Photo by Iona Lawrence.
Victor Ochen. Photo by Iona Lawrence.

Kony 2012 hit the world by storm. The film has had 80 million hits on YouTube and is plastered all over Facebook and Twitter. Joseph Kony, the number one criminal indicted by the International Criminal Court, is now a household name. People are already slapping up posters of his face all over cities, wearing bracelets with his name on and writing petitions for his immediate arrest.

The world of social media is huge but arguably still shallow. If you zoom out from that bubble and into a dusty town in northern Uganda you will find a place racked with poverty, where the majority of people do not have internet and televisions and are excluded from the discussion.

The irony was not lost on Victor Ochen, a victim of the conflict that ravaged his country for more than 20 years. He grew up in the refugee camps that were created by the Ugandan government while Kony and his Lord’s Resistance Army (LRA) plundered the area abducting children, massacring civilians and destroying homes. Along with millions of other war victims, he was without healthcare and education for most of his childhood.

In 2005, he set up the African Youth Initiative Network (AYINET), an organization that seeks to rebuild communities and empower young people so that they may have a more hopeful future. He has been implementing projects that allow war victims life after conflict and has campaigned for international recognition of their plight.

This week Ochen decided to take the Kony 2012 film to the young people he works with, using a projector and a makeshift screen in a field in the north Ugandan town of Lira. I spoke to him about his motivations and the response the film received…

Why did you screen the film?

As someone who was part of the conflict, the picture the film paints is reminiscent of a life I lived not so long ago in the camps – excluded and isolated. But is that where the people of northern Uganda are today? I would say not so much. And for the international community to understand what the people of northern Uganda feel, they needed to see war victims’ reactions to the film. If you take the victims to the world, you bring the world into our community.

What was the reaction?

The first reaction was the turnout itself. As the sun was setting, I saw thousands of people coming in streams to the showing and I realized this is a response. It was clear that people wanted to know exactly what was going on and have the chance to make their own decision on it.
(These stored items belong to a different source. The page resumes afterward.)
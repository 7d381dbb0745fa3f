//! # Domain Layer - Wave Ledger
//!
//! Pure ledger logic. Nothing here performs I/O or reads a clock.
//!
//! ## Components
//!
//! - `entities`: WaveRecord, PayoutOutcome, SubmitReceipt, named constants
//! - `wave_store`: WaveStore, the append-only record sequence
//! - `cooldown`: CooldownGuard per-sender rate limiter
//! - `randomizer`: RewardRandomizer seed and award decision
//! - `payout`: PayoutController balance-safe settlement
//! - `message`: message validation
//! - `config`: LedgerConfig and its environment loader
//! - `errors`: LedgerError and port error enums

pub mod config;
pub mod cooldown;
pub mod entities;
pub mod errors;
pub mod message;
pub mod payout;
pub mod randomizer;
pub mod wave_store;

pub use config::*;
pub use cooldown::*;
pub use entities::*;
pub use errors::*;
pub use message::*;
pub use payout::*;
pub use randomizer::*;
pub use wave_store::*;
//! # SHA-256 Hashing
//!
//! Domain-separated SHA-256. The domain tag is length-prefixed so that
//! `("ab", "c")` and `("a", "bc")` never collide.

use sha2::{Digest, Sha256};

/// SHA-256 output (256-bit).
pub type Hash = [u8; 32];

/// Incremental SHA-256 hasher bound to a domain tag.
pub struct Sha256Hasher {
    inner: Sha256,
}

impl Sha256Hasher {
    /// Create a hasher with no domain tag.
    pub fn new() -> Self {
        Self {
            inner: Sha256::new(),
        }
    }

    /// Create a hasher whose output is bound to `domain`.
    pub fn with_domain(domain: &[u8]) -> Self {
        let mut hasher = Self::new();
        hasher.update(&(domain.len() as u64).to_be_bytes());
        hasher.update(domain);
        hasher
    }

    /// Update with data.
    pub fn update(&mut self, data: &[u8]) -> &mut Self {
        self.inner.update(data);
        self
    }

    /// Consume and return the digest.
    pub fn finalize(self) -> Hash {
        self.inner.finalize().into()
    }
}

impl Default for Sha256Hasher {
    fn default() -> Self {
        Self::new()
    }
}

/// Hash data with SHA-256 (one-shot).
pub fn sha256(data: &[u8]) -> Hash {
    Sha256::digest(data).into()
}

/// Hash data under a domain tag (one-shot).
pub fn hash_domain(domain: &[u8], data: &[u8]) -> Hash {
    let mut hasher = Sha256Hasher::with_domain(domain);
    hasher.update(data);
    hasher.finalize()
}
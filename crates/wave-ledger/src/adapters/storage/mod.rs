//! Ledger store adapters.

mod file;
mod lock;
mod memory;

pub use file::{FileLedgerStore, LOG_FILE_NAME};
pub use lock::{DataDirLock, LOCK_FILE_NAME};
pub use memory::InMemoryLedgerStore;
//! Ports layer for the wave ledger.
//!
//! - Inbound (Driving) port: `WaveLedgerApi`
//! - Outbound (Driven) ports: persistence, entropy, fund hand-off, events, time

pub mod inbound;
pub mod outbound;

pub use inbound::*;
pub use outbound::*;
//! # Wave Ledger Service
//!
//! Orchestrates the domain components behind `WaveLedgerApi`.
//!
//! ## Submission pipeline
//!
//! ```text
//! Received ─validate─→ CooldownChecked ─decide/commit─→ Recorded ─settle─→ Settled ─publish─→ Notified
//! ```
//!
//! Steps up to `Recorded` run under one exclusive lock. Ledger state is staged,
//! committed to the store, and only then applied in memory, so a failed commit
//! leaves nothing behind. The lock is released before funds are handed off,
//! so a transfer that calls back into the ledger observes the already
//! decremented balance and the sender's new cooldown.


use crate::domain::{
    validate_message, CooldownDecision, CooldownGuard, LedgerConfig, LedgerError, PayoutController,
    PayoutOutcome, RewardRandomizer, ServiceStats, SubmitReceipt, WaveRecord, WaveStore,
};
use crate::ports::inbound::WaveLedgerApi;
use crate::ports::outbound::{
    EntropySource, FundTransfer, LedgerCommit, LedgerStore, WaveEventPublisher,
};
use parking_lot::RwLock;
use shared_types::entities::{address_to_hex, Address, Amount, Timestamp, ZERO_ADDRESS};
use tracing::{debug, error, info, instrument, warn};

/// Dependencies for LedgerService
pub struct LedgerDependencies<S, E, T, P> {
    pub store: S,
    pub entropy: E,
    pub transfer: T,
    pub publisher: P,
}

/// Mutable ledger state and the store that persists it, guarded together.
struct LedgerState<S> {
    store: S,
    waves: WaveStore,
    cooldown: CooldownGuard,
    balance: Amount,
}

/// The wave ledger service.
pub struct LedgerService<S, E, T, P>
where
    S: LedgerStore,
    E: EntropySource,
    T: FundTransfer,
    P: WaveEventPublisher,
{
    state: RwLock<LedgerState<S>>,
    entropy: E,
    transfer: T,
    publisher: P,
    randomizer: RewardRandomizer,
    payout: PayoutController,
    config: LedgerConfig,
    stats: RwLock<ServiceStats>,
}

impl<S, E, T, P> LedgerService<S, E, T, P>
where
    S: LedgerStore,
    E: EntropySource,
    T: FundTransfer,
    P: WaveEventPublisher,
{
    /// Create the service, restoring state from the store.
    ///
    /// A store with no history is seeded with `config.initial_funding`. A
    /// restored store keeps its persisted balance.
    pub fn new(deps: LedgerDependencies<S, E, T, P>, config: LedgerConfig) -> Result<Self, LedgerError> {
        let mut store = deps.store;

        let (waves, cooldown, balance) = match store.load()? {
            Some(snapshot) => {
                let cooldown = CooldownGuard::restore(config.cooldown_secs, snapshot.cooldown_entries());
                info!(
                    waves = snapshot.records.len(),
                    balance = %snapshot.balance,
                    "Ledger restored"
                );
                (WaveStore::from_records(snapshot.records), cooldown, snapshot.balance)
            }
            None => {
                let balance = config.initial_funding;
                if balance > 0 {
                    store.commit(&LedgerCommit::Funding {
                        amount: balance,
                        balance_after: balance,
                    })?;
                }
                info!(balance = %balance, "Ledger created");
                (WaveStore::new(), CooldownGuard::new(config.cooldown_secs), balance)
            }
        };

        Ok(Self {
            state: RwLock::new(LedgerState {
                store,
                waves,
                cooldown,
                balance,
            }),
            entropy: deps.entropy,
            transfer: deps.transfer,
            publisher: deps.publisher,
            randomizer: RewardRandomizer::new(config.award_threshold),
            payout: PayoutController::new(config.payout_unit),
            config,
            stats: RwLock::new(ServiceStats::default()),
        })
    }

    pub fn config(&self) -> &LedgerConfig {
        &self.config
    }

    /// Hand the payout to the recipient. On failure the pool is re-credited.
    fn hand_off(&self, recipient: &Address, amount: Amount) -> PayoutOutcome {
        match self.transfer.transfer(recipient, amount) {
            Ok(()) => {
                self.publisher.publish_payout(recipient, amount);
                PayoutOutcome::Transferred { amount }
            }
            Err(e) => {
                warn!(
                    recipient = %address_to_hex(recipient),
                    error = %e,
                    "Payout hand-off failed, re-crediting pool"
                );
                self.refund(amount);
                PayoutOutcome::TransferFailed
            }
        }
    }

    /// Re-credit a payout that never reached its recipient. A refund that
    /// cannot be persisted is counted in `refunds_failed` and `unrefunded`.
    fn refund(&self, amount: Amount) {
        let committed = {
            let mut state = self.state.write();
            let balance_after = state.balance.saturating_add(amount);
            let commit = LedgerCommit::Funding {
                amount,
                balance_after,
            };
            match state.store.commit(&commit) {
                Ok(()) => {
                    state.balance = balance_after;
                    true
                }
                Err(e) => {
                    error!(error = %e, amount = %amount, "Failed to persist payout refund");
                    false
                }
            }
        };

        if !committed {
            let mut stats = self.stats.write();
            stats.refunds_failed += 1;
            stats.unrefunded = stats.unrefunded.saturating_add(amount);
        }
    }

    fn record_outcome(&self, outcome: PayoutOutcome) {
        let mut stats = self.stats.write();
        stats.waves_accepted += 1;
        match outcome {
            PayoutOutcome::Transferred { amount } => {
                stats.payouts_transferred += 1;
                stats.total_paid_out = stats.total_paid_out.saturating_add(amount);
            }
            PayoutOutcome::Skipped => stats.payouts_skipped += 1,
            PayoutOutcome::InsufficientFunds => stats.payouts_underfunded += 1,
            PayoutOutcome::TransferFailed => stats.payouts_failed += 1,
        }
    }
}

impl<S, E, T, P> WaveLedgerApi for LedgerService<S, E, T, P>
where
    S: LedgerStore,
    E: EntropySource,
    T: FundTransfer,
    P: WaveEventPublisher,
{
    #[instrument(skip(self, sender, message), fields(sender = %address_to_hex(&sender)))]
    fn submit_wave(
        &self,
        sender: Address,
        message: &str,
        now: Timestamp,
    ) -> Result<SubmitReceipt, LedgerError> {
        if sender == ZERO_ADDRESS {
            self.stats.write().rejected_invalid += 1;
            debug!("Wave from the zero address rejected");
            return Err(LedgerError::InvalidSender);
        }
        if let Err(reason) = validate_message(message, self.config.max_message_len) {
            self.stats.write().rejected_invalid += 1;
            debug!(%reason, "Wave rejected");
            return Err(LedgerError::InvalidMessage(reason));
        }

        let (record, settlement, total_waves) = {
            let mut state = self.state.write();

            if let CooldownDecision::Denied { remaining_secs } = state.cooldown.check(&sender, now) {
                drop(state);
                self.stats.write().rejected_cooldown += 1;
                warn!(remaining_secs, "Wave denied by cooldown");
                return Err(LedgerError::Denied { remaining_secs });
            }

            let entropy = self.entropy.entropy(&sender, now)?;
            let decision = self.randomizer.decide(&sender, now, &entropy);
            debug!(seed = decision.seed, awarded = decision.awarded, "Reward decided");

            let record = WaveRecord {
                sender,
                timestamp: now,
                message: message.to_string(),
                seed: decision.seed,
            };
            let settlement = self.payout.settle(decision.awarded, state.balance);

            let commit = LedgerCommit::Wave {
                record: record.clone(),
                balance_after: settlement.balance_after,
            };
            if let Err(e) = state.store.commit(&commit) {
                error!(error = %e, "Ledger commit failed, wave not recorded");
                return Err(e.into());
            }

            state.waves.append(record.clone());
            state.cooldown.record(sender, now);
            state.balance = settlement.balance_after;
            (record, settlement, state.waves.len())
        };

        let payout = match settlement.outcome {
            PayoutOutcome::Transferred { amount } => self.hand_off(&sender, amount),
            other => other,
        };
        if payout == PayoutOutcome::InsufficientFunds {
            warn!(unit = %self.payout.unit(), "Awarded wave but pool is underfunded");
        }

        self.publisher.publish_new_wave(&record);
        self.record_outcome(payout);

        info!(total_waves, seed = record.seed, payout = ?payout, "Wave accepted");
        Ok(SubmitReceipt {
            total_waves,
            seed: record.seed,
            payout,
        })
    }

    fn total_waves(&self) -> usize {
        self.state.read().waves.len()
    }

    fn all_waves(&self) -> Vec<WaveRecord> {
        self.state.read().waves.records().to_vec()
    }

    fn wave(&self, index: usize) -> Result<WaveRecord, LedgerError> {
        self.state.read().waves.get(index).cloned()
    }

    fn waves_by(&self, sender: &Address) -> Vec<WaveRecord> {
        self.state.read().waves.by_sender(sender).cloned().collect()
    }

    fn last_waved_at(&self, sender: &Address) -> Option<Timestamp> {
        self.state.read().cooldown.last_time(sender)
    }

    fn cooldown_remaining(&self, sender: &Address, now: Timestamp) -> u64 {
        self.state.read().cooldown.remaining(sender, now)
    }

    fn balance(&self) -> Amount {
        self.state.read().balance
    }

    #[instrument(skip(self))]
    fn fund(&self, amount: Amount) -> Result<Amount, LedgerError> {
        if amount == 0 {
            return Err(LedgerError::InvalidAmount);
        }

        let balance = {
            let mut state = self.state.write();
            let balance_after =
                state
                    .balance
                    .checked_add(amount)
                    .ok_or(LedgerError::BalanceOverflow {
                        balance: state.balance,
                        amount,
                    })?;

            state.store.commit(&LedgerCommit::Funding {
                amount,
                balance_after,
            })?;
            state.balance = balance_after;
            balance_after
        };

        self.publisher.publish_funded(amount, balance);
        info!(balance = %balance, "Ledger funded");
        Ok(balance)
    }

    fn stats(&self) -> ServiceStats {
        *self.stats.read()
    }
}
‘The film ignores the fact that it is our families who are still in captivity and that they could be harmed by military intervention’

The screening itself brought such heartbreak. One victim in particular summed up the opinions of many: ‘This film is not for us, it was not made for us but they are using our name. If it is about us, why is it full of American kids?’

The few Ugandan lives that are pictured in the film are the lives of the past for the victims of today. It is offensive and foolish to reignite the imagery of the conflict in this way. Of course we welcome the idea of arresting Kony but this should be done in a way that will respects our feelings and international campaigners must recognize that our hearts are still with the people imprisoned by Kony – how do you make sure they are safe? By supporting or encouraging a military aspect, the film ignores the fact that it is our families who are still in captivity and that they could be harmed by military intervention.

What do you think of the film?

Let me ask you: What is the motive of the film - is it to help the people of northern Uganda? Or is its aim to simply recount the failures and challenges that we in northern Uganda had to face for the first time many years ago and have continued to face ever since? We started the process of rebuilding a long time ago so we want the world to see these. The film serves to carry our memories of past pain into the present and shed light on the chaos that we have struggled so hard to move on from.

‘In reality the film shows events that happened a long time ago...It is totally wrong to call it Kony 2012 when this started in 1986’

Furthermore, it’s foolish to claim that this is the first time the world is hearing about Kony. We have seen the international spotlight shed on Kony on many occasions by the UN, aid agencies and governments who have not only been talking about it but have also been working to help people in northern Uganda.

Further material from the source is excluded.